1. To make a new repo go to www.github.com and create a new repo:  

![make repo](images\new_repo.png)

2. Set the permissions and settings 

![settings](images\setting_up_repo.png)

3. Clone the repo: `git clone https://github.com/cscarpon/Science_Workshop.git`  

![clone](images\git_clone.png)

4. Change to the newly created directory (dir)

   `cd Science_Workshop`

5. Make a branch 

   `git checkout -b 2026-02-11-InitialCommit`

5. make a change (add a folder)  

6. `git add -A`  

7. `git commit -m "We added the test.py file"`  

8. `git push`  

9. `git push upstream`  

10. On the Github repo, review the changes for the PR  

11. Merge.
---

## Other handy commands

### Initialize a new Git repository in the current directory
`git init`

or we can create a new one on the github website itself.

### Check the current status of the repository (Shows tracked, untracked, and modified files)
`git status`

### Add a file to the staging area (Staging marks files to be included in the next commit)
`git add analysis.R`

### Add all modified and new files to the staging area
`git add -A`

### Create a commit (A commit records a snapshot of the project state)
`git commit -m "Add initial analysis script"`

### Show the commit history
`git log`

### Create a new branch for experimental work without swapping to it.
`git branch feature_experiment`

### Switch to the new branch
`git checkout feature_experiment`

### Shortcut: create and switch to a branch in one command
`git checkout -b yyyy-mm-dd-feature_experiment`

`#git checkout -b 2026-01-16-yml`

### Switch back to the main branch
`git checkout main`

### Merge changes from the feature branch into main
`git merge feature_experiment`

### Push to Remote Repository 

`git remote add origin https://github.com/cscarpon/Science_Workshop.git`

### once you have set the remote, you can push changes
`git push`

### If you are checking for an updated version from the remote repository
`git checkout main`  

`git pull`

---


# 3.0 Reproducible Research Foundations
## Reproducibility as a Workflow Property

Reproducibility is not achieved at publication time; it is a consequence of how a project is structured and executed. A reproducible project allows someone else, or your future self, to regenerate results using the same code, data, and computational environment.
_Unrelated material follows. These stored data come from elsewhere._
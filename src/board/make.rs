use crate::board::{
    Color, EMPTY_CELL, Piece, Position, RIGHT_UPDATES, castle_rook_move, cell_color,
};
use crate::hash::zobrist::keys;
use crate::moves::tables::pawn_attacks;
use crate::moves::types::Move;
use crate::square::Square;

/// Everything needed to undo one ply: the move itself plus the state that a
/// move destroys rather than transforms.
#[derive(Debug, Clone, PartialEq, Eq)]
pub struct HistoryEntry {
    pub mv: Move,
    pub castling: u8,
    /// Mailbox cell of the captured piece, `EMPTY_CELL` for quiet moves.
    pub captured: u8,
    pub en_passant: Option<Square>,
    pub draw_clock: u8,
    pub hash: u64,
}

impl Position {
    /// Apply a move produced by the generator for this position.
    ///
    /// Feeding a move the generator did not emit is a caller bug; debug builds
    /// abort on the cheapest symptoms of that, release builds trust the caller.
    pub fn make_move(&mut self, mv: Move) {
        let us = self.side_to_move;
        let them = !us;
        let from = mv.from();
        let to = mv.to();
        debug_assert_eq!(
            self.mailbox[from.index() as usize],
            mv.piece_cell(),
            "illegal move {mv}: mover not on {from}"
        );
        debug_assert_eq!(cell_color(mv.piece_cell()), us, "illegal move {mv}: wrong side");
        debug_assert!(self.plys as usize == self.history.len());

        let prev_ep = self.en_passant;
        self.history.push(HistoryEntry {
            mv,
            castling: self.castling,
            captured: EMPTY_CELL,
            en_passant: prev_ep,
            draw_clock: self.draw_clock,
            hash: self.hash,
        });

        self.draw_clock = (self.draw_clock + 1).min(100);

        if let Some(ep) = prev_ep {
            self.hash ^= keys().ep_file[ep.file() as usize];
            self.en_passant = None;
        }

        let mut captured = EMPTY_CELL;
        if mv.is_double_push() {
            // record the skipped square only when an enemy pawn can actually
            // capture onto it; keeps the hash free of dead en-passant state
            let ep_sq = Square::from_index((from.index() + to.index()) / 2);
            if pawn_attacks(us, ep_sq) & self.pieces(Piece::Pawn, them) != 0 {
                self.en_passant = Some(ep_sq);
                self.hash ^= keys().ep_file[ep_sq.file() as usize];
            }
        } else if mv.is_castle() {
            if let Some((rook_from, rook_to)) = castle_rook_move(to) {
                let rook_cell = self.mailbox[rook_from.index() as usize];
                self.clear_square(rook_from);
                self.fill_square(rook_to, rook_cell);
            }
        } else if mv.piece() == Piece::Pawn && prev_ep == Some(to) {
            let cap_sq = match us {
                Color::White => Square::from_index(to.index() + 8),
                Color::Black => Square::from_index(to.index() - 8),
            };
            captured = self.mailbox[cap_sq.index() as usize];
            self.clear_square(cap_sq);
        } else if self.mailbox[to.index() as usize] != EMPTY_CELL {
            captured = self.mailbox[to.index() as usize];
            debug_assert_eq!(cell_color(captured), them, "illegal move {mv}: own capture");
            self.clear_square(to);
        }

        if captured != EMPTY_CELL || mv.piece() == Piece::Pawn {
            self.draw_clock = 0;
        }

        self.clear_square(from);
        self.fill_square(to, mv.to_piece_cell());

        let keys = keys();
        self.hash ^= keys.castling[self.castling as usize];
        self.castling &=
            !(RIGHT_UPDATES[from.index() as usize] | RIGHT_UPDATES[to.index() as usize]);
        self.hash ^= keys.castling[self.castling as usize];

        if let Some(last) = self.history.last_mut() {
            last.captured = captured;
        }

        self.plys += 1;
        self.side_to_move = them;
        if them == Color::White {
            self.full_moves += 1;
        }
        self.hash ^= keys.side_to_move;
    }

    /// Undo the most recent `make_move`. The stored hash is authoritative, so
    /// the piece motions are reversed without re-deriving hash deltas.
    pub fn unmake_move(&mut self) {
        let entry = match self.history.pop() {
            Some(e) => e,
            None => {
                debug_assert!(false, "unmake with empty history");
                return;
            }
        };
        let mv = entry.mv;
        let mover = !self.side_to_move;

        self.plys -= 1;
        if self.side_to_move == Color::White {
            self.full_moves -= 1;
        }
        self.side_to_move = mover;

        self.clear_square(mv.to());
        self.fill_square(mv.from(), mv.piece_cell());

        if mv.is_castle() {
            if let Some((rook_from, rook_to)) = castle_rook_move(mv.to()) {
                let rook_cell = self.mailbox[rook_to.index() as usize];
                self.clear_square(rook_to);
                self.fill_square(rook_from, rook_cell);
            }
        }

        if entry.captured != EMPTY_CELL {
            let cap_sq = if mv.piece() == Piece::Pawn && entry.en_passant == Some(mv.to()) {
                match mover {
                    Color::White => Square::from_index(mv.to().index() + 8),
                    Color::Black => Square::from_index(mv.to().index() - 8),
                }
            } else {
                mv.to()
            };
            self.fill_square(cap_sq, entry.captured);
        }

        self.en_passant = entry.en_passant;
        self.castling = entry.castling;
        self.draw_clock = entry.draw_clock;
        self.hash = entry.hash;
    }
}
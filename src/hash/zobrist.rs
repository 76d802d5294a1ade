use once_cell::sync::OnceCell;
use rand::{RngCore, SeedableRng, rngs::StdRng};

/// Fixed seed so every build produces identical keys on every platform.
const ZOBRIST_SEED: u64 = 0xB5AD_4ECE_DA1C_E2A9;

pub struct ZobristKeys {
    /// `[color][piece][square]` with {White=0, Black=1} and {P..K}={0..5}.
    pub piece: [[[u64; 64]; 6]; 2],
    /// One key per castling-rights mask value.
    pub castling: [u64; 16],
    /// a..h => 0..7; XORed in only while an en-passant capture is possible.
    pub ep_file: [u64; 8],
    /// XORed in when Black is to move.
    pub side_to_move: u64,
}

/// Global keys, generated once on first use.
pub fn keys() -> &'static ZobristKeys {
    static KEYS: OnceCell<ZobristKeys> = OnceCell::new();
    KEYS.get_or_init(generate_keys)
}

fn generate_keys() -> ZobristKeys {
    let mut rng = StdRng::seed_from_u64(ZOBRIST_SEED);

    // zero keys would make distinct features cancel silently
    let mut non_zero = move || loop {
        let v = rng.next_u64();
        if v != 0 {
            return v;
        }
    };

    let mut keys = ZobristKeys {
        piece: [[[0u64; 64]; 6]; 2],
        castling: [0u64; 16],
        ep_file: [0u64; 8],
        side_to_move: 0,
    };

    for color in 0..2 {
        for piece in 0..6 {
            for sq in 0..64 {
                keys.piece[color][piece][sq] = non_zero();
            }
        }
    }
    // rights mask 0 must not perturb the hash
    for rights in 1..16 {
        keys.castling[rights] = non_zero();
    }
    for file in 0..8 {
        keys.ep_file[file] = non_zero();
    }
    keys.side_to_move = non_zero();

    keys
}
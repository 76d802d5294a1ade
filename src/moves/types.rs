use std::fmt;

use arrayvec::ArrayVec;

use crate::board::{Color, Piece, cell_color, cell_piece};
use crate::square::Square;

/// Generated moves for one position; 256 is a safe upper bound on legal moves.
pub type MoveList = ArrayVec<Move, 256>;

const TO_SHIFT: u32 = 6;
const PIECE_SHIFT: u32 = 12;
const TO_PIECE_SHIFT: u32 = 16;
const CAPTURE_BIT: u32 = 1 << 20;

/// Compact move record: from (6 bits), to (6), moving piece cell (4),
/// resulting piece cell (4), capture flag (1). The resulting piece differs
/// from the moving piece only on promotion. Castling, double pushes and
/// en passant are derived from the geometry, not flagged.
#[derive(Debug, Clone, Copy, PartialEq, Eq, Hash)]
pub struct Move(u32);

impl Move {
    /// Sentinel for "no move"; terminates principal variations.
    pub const NULL: Move = Move(0);

    #[inline(always)]
    pub fn new(from: Square, to: Square, piece_cell: u8, capture: bool) -> Move {
        Move::with_result(from, to, piece_cell, piece_cell, capture)
    }

    #[inline(always)]
    pub fn with_result(
        from: Square,
        to: Square,
        piece_cell: u8,
        to_piece_cell: u8,
        capture: bool,
    ) -> Move {
        Move(
            from.index() as u32
                | (to.index() as u32) << TO_SHIFT
                | (piece_cell as u32 & 0xF) << PIECE_SHIFT
                | (to_piece_cell as u32 & 0xF) << TO_PIECE_SHIFT
                | if capture { CAPTURE_BIT } else { 0 },
        )
    }

    #[inline(always)]
    pub fn is_null(self) -> bool {
        self.0 == 0
    }

    #[inline(always)]
    pub fn from(self) -> Square {
        Square::from_index((self.0 & 0x3F) as u8)
    }

    #[inline(always)]
    pub fn to(self) -> Square {
        Square::from_index((self.0 >> TO_SHIFT & 0x3F) as u8)
    }

    /// Mailbox cell of the moving piece.
    #[inline(always)]
    pub fn piece_cell(self) -> u8 {
        (self.0 >> PIECE_SHIFT & 0xF) as u8
    }

    /// Mailbox cell sitting on `to` after the move (promotion piece if any).
    #[inline(always)]
    pub fn to_piece_cell(self) -> u8 {
        (self.0 >> TO_PIECE_SHIFT & 0xF) as u8
    }

    #[inline(always)]
    pub fn piece(self) -> Piece {
        cell_piece(self.piece_cell())
    }

    #[inline(always)]
    pub fn color(self) -> Color {
        cell_color(self.piece_cell())
    }

    #[inline(always)]
    pub fn is_capture(self) -> bool {
        self.0 & CAPTURE_BIT != 0
    }

    #[inline(always)]
    pub fn is_promotion(self) -> bool {
        self.piece_cell() != self.to_piece_cell()
    }

    #[inline(always)]
    pub fn promotion(self) -> Option<Piece> {
        self.is_promotion().then(|| cell_piece(self.to_piece_cell()))
    }

    /// Pawn two-square advance.
    #[inline(always)]
    pub fn is_double_push(self) -> bool {
        self.piece() == Piece::Pawn && (self.from().index() as i8 - self.to().index() as i8).abs() == 16
    }

    /// King two-square slide towards a rook.
    #[inline(always)]
    pub fn is_castle(self) -> bool {
        self.piece() == Piece::King && (self.from().index() as i8 - self.to().index() as i8).abs() == 2
    }

    /// 16-bit form for transposition-table storage: from | to | promotion type.
    #[inline(always)]
    pub fn compact(self) -> u16 {
        let promo = match self.promotion() {
            Some(p) => p as u16,
            None => 0,
        };
        self.from().index() as u16 | (self.to().index() as u16) << 6 | promo << 12
    }
}

impl fmt::Display for Move {
    /// Long algebraic: `e2e4`, `e7e8q`; the null move prints as `0000`.
    fn fmt(&self, f: &mut fmt::Formatter<'_>) -> fmt::Result {
        if self.is_null() {
            return write!(f, "0000");
        }
        write!(f, "{}{}", self.from(), self.to())?;
        if let Some(promo) = self.promotion() {
            let c = match promo {
                Piece::Knight => 'n',
                Piece::Bishop => 'b',
                Piece::Rook => 'r',
                Piece::Queen => 'q',
                _ => '?',
            };
            write!(f, "{c}")?;
        }
        Ok(())
    }
}

/// Best line found by the search. `get(0)` is the move to play, `get(1)` the
/// expected reply (the ponder move); out-of-range indices yield `Move::NULL`.
#[derive(Debug, Clone, Default, PartialEq, Eq)]
pub struct PrincipalVariation {
    moves: Vec<Move>,
}

impl PrincipalVariation {
    pub fn new() -> PrincipalVariation {
        PrincipalVariation { moves: Vec::new() }
    }

    #[inline(always)]
    pub fn push(&mut self, mv: Move) {
        self.moves.push(mv);
    }

    #[inline(always)]
    pub fn get(&self, idx: usize) -> Move {
        self.moves.get(idx).copied().unwrap_or(Move::NULL)
    }

    #[inline(always)]
    pub fn len(&self) -> usize {
        self.moves.len()
    }

    #[inline(always)]
    pub fn is_empty(&self) -> bool {
        self.moves.is_empty()
    }

    pub fn clear(&mut self) {
        self.moves.clear();
    }

    pub fn iter(&self) -> impl Iterator<Item = Move> + '_ {
        self.moves.iter().copied()
    }
}

impl fmt::Display for PrincipalVariation {
    fn fmt(&self, f: &mut fmt::Formatter<'_>) -> fmt::Result {
        for (i, mv) in self.moves.iter().enumerate() {
            if i > 0 {
                write!(f, " ")?;
            }
            write!(f, "{mv}")?;
        }
        Ok(())
    }
}
impl Engine {
    pub fn new(sink: Arc<dyn Sink>) -> Engine {
        let options = EngineOptions::default();
        Engine {
            pos: Position::startpos(),
            tt: Arc::new(Mutex::new(TranspositionTable::new(options.hash_mb))),
            options,
            sink,
            active: None,
        }
    }

    /// Dispatch one command line. Errors are diagnostics: the caller prints
    /// them and continues reading.
    pub fn handle_line(&mut self, line: &str) -> Result<Flow, UciError> {
        self.reap_finished();

        let tokens: Vec<&str> = line.split_whitespace().collect();
        let Some(&command) = tokens.first() else {
            return Ok(Flow::Continue);
        };

        match command {
            "uci" => self.cmd_uci(),
            "isready" => self.sink.line("readyok"),
            "ucinewgame" => self.cmd_newgame()?,
            "position" => self.cmd_position(&tokens[1..])?,
            "go" => self.cmd_go(&tokens[1..])?,
            "stop" => self.cmd_stop()?,
            "ponderhit" => self.cmd_ponderhit()?,
            "setoption" => self.cmd_setoption(&tokens[1..])?,
            "d" => self.cmd_display(),
            "perft" => self.cmd_perft(&tokens[1..])?,
            "quit" => {
                self.abort_search();
                return Ok(Flow::Quit);
            }
            other => return Err(UciError::Parse(format!("unknown command {other:?}"))),
        }
        Ok(Flow::Continue)
    }

    fn cmd_uci(&self) {
        self.sink
            .line(&format!("id name {ENGINE_NAME} {ENGINE_VERSION}"));
        self.sink.line(&format!("id author {ENGINE_AUTHOR}"));
        self.sink.line(&format!(
            "option name Hash type spin default {} min {HASH_MIN_MB} max {HASH_MAX_MB}",
            EngineOptions::default().hash_mb
        ));
        self.sink
            .line("option name Ponder type check default false");
        self.sink
            .line("option name Threads type spin default 1 min 1 max 1");
        self.sink.line("uciok");
    }

    fn cmd_newgame(&mut self) -> Result<(), UciError> {
        self.ensure_idle("ucinewgame")?;
        self.tt.lock().clear();
        self.pos = Position::startpos();
        Ok(())
    }

    fn cmd_position(&mut self, args: &[&str]) -> Result<(), UciError> {
        let mut pos;
        let mut rest;
        match args.first() {
            Some(&"startpos") => {
                pos = Position::startpos();
                rest = &args[1..];
            }
            Some(&"fen") => {
                let end = args
                    .iter()
                    .position(|&t| t == "moves")
                    .unwrap_or(args.len());
                if end == 1 {
                    return Err(UciError::Usage("fen requires fields".into()));
                }
                pos = Position::from_fen(&args[1..end].join(" "))?;
                rest = &args[end..];
            }
            Some(other) => {
                return Err(UciError::Usage(format!(
                    "expected startpos or fen, got {other:?}"
                )));
            }
            None => {
                return Err(UciError::Usage(
                    "position requires startpos or fen".into(),
                ));
            }
        }

        if let Some(&"moves") = rest.first() {
            rest = &rest[1..];
            for &text in rest {
                let mv = parse_move(&pos, text)?;
                pos.make_move(mv);
            }
        } else if !rest.is_empty() {
            return Err(UciError::Parse(format!("unexpected token {:?}", rest[0])));
        }

        self.pos = pos;
        Ok(())
    }

    fn cmd_go(&mut self, args: &[&str]) -> Result<(), UciError> {
        self.ensure_idle("go")?;
        let limits = parse_go(args)?;
        if limits.ponder && !self.options.ponder {
            return Err(UciError::Usage(
                "go ponder requires the Ponder option".into(),
            ));
        }

        let side = self.pos.side_to_move();
        let manager = TimeManager::from_limits(&limits, side);
        let control = Arc::new(SearchControl::new(manager));

        let mut pos = self.pos.clone();
        let tt = Arc::clone(&self.tt);
        let thread_control = Arc::clone(&control);
        let sink = Arc::clone(&self.sink);
        let thread_limits = limits.clone();

        let handle = thread::Builder::new()
            .name("search".into())
            .spawn(move || {
                let mut tt = tt.lock();
                let result = search(&mut pos, &mut tt, &thread_limits, &thread_control, |report| {
                    sink.line(&format_report(report));
                });
                let mut line = format!("bestmove {}", result.best);
                if !result.ponder.is_null() {
                    line.push_str(&format!(" ponder {}", result.ponder));
                }
                sink.line(&line);
            })
            .map_err(|e| UciError::State(format!("cannot spawn search thread: {e}")))?;

        info!(ponder = limits.ponder, "search started");
        self.active = Some(ActiveSearch {
            control,
            handle,
            pondering: limits.ponder,
            real_limits: Limits {
                ponder: false,
                ..limits
            },
            side_to_move: side,
        });
        Ok(())
    }

    fn cmd_stop(&mut self) -> Result<(), UciError> {
        let Some(active) = self.active.take() else {
            return Err(UciError::State("no search is running".into()));
        };
        active.control.request_stop();
        // bestmove is printed by the search thread before this returns
        let _ = active.handle.join();
        Ok(())
    }

    fn cmd_ponderhit(&mut self) -> Result<(), UciError> {
        let Some(active) = self.active.as_mut() else {
            return Err(UciError::State("no search is running".into()));
        };
        if !active.pondering {
            return Err(UciError::State("not pondering".into()));
        }
        // wait until the search thread is observably running so the manager
        // swap cannot be overwritten by its startup; the search either sets
        // the flag or terminates
        while !active.control.is_running() && !active.handle.is_finished() {
            thread::yield_now();
        }
        active
            .control
            .replace_manager(TimeManager::from_limits(&active.real_limits, active.side_to_move));
        active.pondering = false;
        Ok(())
    }

    fn cmd_setoption(&mut self, args: &[&str]) -> Result<(), UciError> {
        if args.first() != Some(&"name") {
            return Err(UciError::Usage("setoption requires name".into()));
        }
        let value_at = args.iter().position(|&t| t == "value");
        let name = args[1..value_at.unwrap_or(args.len())].join(" ");
        let value = value_at.map(|i| args[i + 1..].join(" "));

        match name.as_str() {
            "Hash" => {
                self.ensure_idle("setoption Hash")?;
                let mb: usize = value
                    .as_deref()
                    .unwrap_or("")
                    .parse()
                    .map_err(|_| UciError::Usage("Hash requires an integer value".into()))?;
                if !(HASH_MIN_MB..=HASH_MAX_MB).contains(&mb) {
                    return Err(UciError::Usage(format!("Hash out of range: {mb}")));
                }
                self.options.hash_mb = mb;
                self.tt.lock().resize(mb);
            }
            "Ponder" => {
                self.options.ponder = match value.as_deref() {
                    Some("true") => true,
                    Some("false") => false,
                    _ => return Err(UciError::Usage("Ponder requires true or false".into())),
                };
            }
            "Threads" => {
                let threads: usize = value
                    .as_deref()
                    .unwrap_or("")
                    .parse()
                    .map_err(|_| UciError::Usage("Threads requires an integer value".into()))?;
                if threads != 1 {
                    return Err(UciError::Usage("Threads supports only 1".into()));
                }
                self.options.threads = threads;
            }
            other => return Err(UciError::Usage(format!("unknown option {other:?}"))),
        }
        Ok(())
    }

    fn cmd_display(&self) {
        self.sink.line(&self.pos.board_string());
        self.sink.line(&format!("Fen: {}", self.pos.to_fen()));
    }

    fn cmd_perft(&mut self, args: &[&str]) -> Result<(), UciError> {
        let depth: u32 = args
            .first()
            .unwrap_or(&"1")
            .parse()
            .map_err(|_| UciError::Parse("perft requires a depth".into()))?;
        let start = Instant::now();
        let mut pos = self.pos.clone();
        let divided = perft_divide(&mut pos, depth);
        let total: u64 = divided.iter().map(|(_, nodes)| nodes).sum();
        for (text, nodes) in divided {
            self.sink.line(&format!("{text}: {nodes}"));
        }
        self.sink.line(&format!(
            "perft {depth}: {total} nodes in {} ms",
            start.elapsed().as_millis()
        ));
        Ok(())
    }

    /// Engine state check for commands that need an idle searcher.
    fn ensure_idle(&mut self, what: &str) -> Result<(), UciError> {
        self.reap_finished();
        if self.active.is_some() {
            return Err(UciError::State(format!("{what} while a search is running")));
        }
        Ok(())
    }

    /// A completed search thread transitions the engine back to idle.
    fn reap_finished(&mut self) {
        if self
            .active
            .as_ref()
            .is_some_and(|active| active.handle.is_finished())
        {
            if let Some(active) = self.active.take() {
                let _ = active.handle.join();
            }
        }
    }

    fn abort_search(&mut self) {
        if let Some(active) = self.active.take() {
            active.control.request_stop();
            let _ = active.handle.join();
        }
    }
}
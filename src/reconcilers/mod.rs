//! Reconcilers
//!
//! This module contains the business logic of the controller:
//! - Deciding what a pass does from the observed records
//! - Driving the import collaborators
//! - Writing the resulting credential and cluster state

pub mod auto_import;
pub mod locks;

pub use auto_import::{AutoImportReconciler, ReconcileOutcome};
pub use locks::IdentityLocks;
## This section focuses on:

- Structuring projects so intent is clear

- Separating raw data from derived outputs

- Capturing the computational context in which results were produced

- Reproducible workflows reduce ambiguity, prevent accidental data corruption, and make research easier to resume after interruptions.

---

# 3.1 Environment Management (Conda)
## Isolating Computational Context

An environment defines the exact versions of software and libraries used in a project. Without explicit environment management, analyses become fragile and difficult to reproduce across machines or over time.

## Conda environments:

- Isolate dependencies from the system and other projects

- Allow exact recreation of software stacks

- Capture part of the research method, not just implementation details

- The environment specification file should be treated as part of the project’s methodology and versioned alongside the code.

---

# Create a new Conda environment named "research_env"
## This environment is isolated from the base environment
`conda create -n research_env python=3.11`

### Activate the Conda environment
`conda activate research_env`

### Install common scientific Python packages
`conda install numpy pandas matplotlib`

### Export the full environment specification
### This records exact package versions and sources
`conda env export > environment.yml`

### Recreate the environment later or on another machine
`conda env create -f environment.yml`

### Remove an environment when it is no longer needed
`conda remove -n research_env --all`

---


# 3.2 R Projects and Research-Oriented Structure
## R Projects as Analytical Units

- An R project defines a self-contained analytical workspace. It establishes a fixed project root, making all file paths relative, portable, and reproducible. This avoids hard-coded absolute paths and reduces ambiguity when moving between machines or collaborators.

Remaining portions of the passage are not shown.